The quintet that Capital Clean Energy has agreed to sell to a third party are the 5,023-teu Hyundai Prestige, Hyundai Premium, Hyundai Paramount, Hyundai Privilege and Hyundai Platinum (all built 2013).

Their undisclosed new owner will gradually take delivery of them between November 2024 and January 2025.

Capital Clean Energy did not disclose the price for the transaction, other than to say that it expects to book a net gain of $118.4m from the sale of the debt-free ships.

The company was carrying the quintet in its books with a total value of $216m at the end of last year. Their actual market value, however, is much higher, with VesselsValue estimating it at $282.2m in total.

Their sale is not a surprise, considering that the company already communicated in November last year that it was planning to gradually divest its fleet of then 15 container ships to concentrate on the gas carrier business.

Capital Product Partners, which was formally renamed in August to underline that pivot, had already sold seven of these ships, for total estimated gross proceeds of close to $300m.

Buyers of these ships included CMA CGM, Peter Dohle and Foroohari.

The sale of the five further vessels now leaves the company with three boxships, the 13,300-teu Manzanillo Express (built 2022) and its sister ships Itajai Express and Buenaventura Express (both built 2023).

Evangelos Marinakis at the naming ceremony of the 13,312-teu Buenaventura Express in June 2023. Photo: Capital Group

In a statement released late on Monday, Capital Clean Energy suggested that it will hold on to the trio.

The company said it will “continue to manage [these ships] strategically for future value creation, as the economic cycle develops” and that its shareholders will “continue to benefit from the cash flows” they produce from long-term time charters to 2032 and 2033 that are extendable to 2038 and 2039.

According to a recent company presentation, the charters of the three ships with Hapag-Lloyd account for 13% of Capital Clean Energy’s total contracted revenue backlog of $2.8bn.

The five ships that the company agreed to sell on Monday, by contrast, are towards the end of their 12-year employment with HMM.

Their charters with the major South Korean liner company expired between February and June this year.
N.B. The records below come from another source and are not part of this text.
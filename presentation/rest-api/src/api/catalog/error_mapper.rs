use poem::http::StatusCode;
use poem_openapi::payload::Json;

use business::domain::catalog::errors::CatalogError;

use crate::api::error::{ErrorResponse, IntoErrorResponse};

impl IntoErrorResponse for CatalogError {
    fn into_error_response(self) -> (StatusCode, Json<ErrorResponse>) {
        let (status, name, message) = match &self {
            CatalogError::NotFound => (StatusCode::NOT_FOUND, "NotFound", "catalog.not_found"),
            CatalogError::InvalidCategory => (
                StatusCode::BAD_REQUEST,
                "ValidationError",
                "catalog.invalid_category",
            ),
            CatalogError::RemoteCallFailed(_) => (
                StatusCode::BAD_GATEWAY,
                "RemoteError",
                "catalog.remote_call_failed",
            ),
            CatalogError::Unavailable(_) => (
                StatusCode::INTERNAL_SERVER_ERROR,
                "InternalError",
                "catalog.unavailable",
            ),
        };

        (status, Json(ErrorResponse::new(name, message)))
    }
}

#[cfg(test)]
mod tests {
    use super::*;
    use business::domain::errors::CommerceError;

    #[test]
    fn should_map_remote_failure_to_bad_gateway() {
        let (status, json) =
            CatalogError::RemoteCallFailed(CommerceError::Status(503)).into_error_response();

        assert_eq!(status, StatusCode::BAD_GATEWAY);
        assert_eq!(json.0.message, "catalog.remote_call_failed");
    }

    #[test]
    fn should_map_invalid_category_to_bad_request() {
        let (status, _) = CatalogError::InvalidCategory.into_error_response();

        assert_eq!(status, StatusCode::BAD_REQUEST);
    }
}
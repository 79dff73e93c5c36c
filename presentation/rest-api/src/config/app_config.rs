use super::{
    cart_config::CartConfig, cors_config, server_config::ServerConfig,
    storefront_config::StorefrontConfig,
};
use poem::middleware::Cors;

pub struct AppConfig {
    pub server: ServerConfig,
    pub cors: Cors,
    pub storefront: StorefrontConfig,
    pub cart: CartConfig,
}

impl AppConfig {
    pub fn from_env() -> Self {
        Self {
            server: ServerConfig::from_env(),
            cors: cors_config::init_cors(),
            storefront: StorefrontConfig::from_env(),
            cart: CartConfig::from_env(),
        }
    }
}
According to past company presentations, they were earning $34,250 per day.

Gas carriers now make up the largest portion of the Capital Clean Energy fleet.

The company has 12 latest-generation LNG carriers on the water. In the following years, it will also take delivery of 16 gas carrier newbuidings — six LNG carriers and 10 carriers able to carry LPG, ammonia or CO2.

Chief executive Jerry Kalogiratos said: “We expect to become the largest US-listed LNG shipping company.”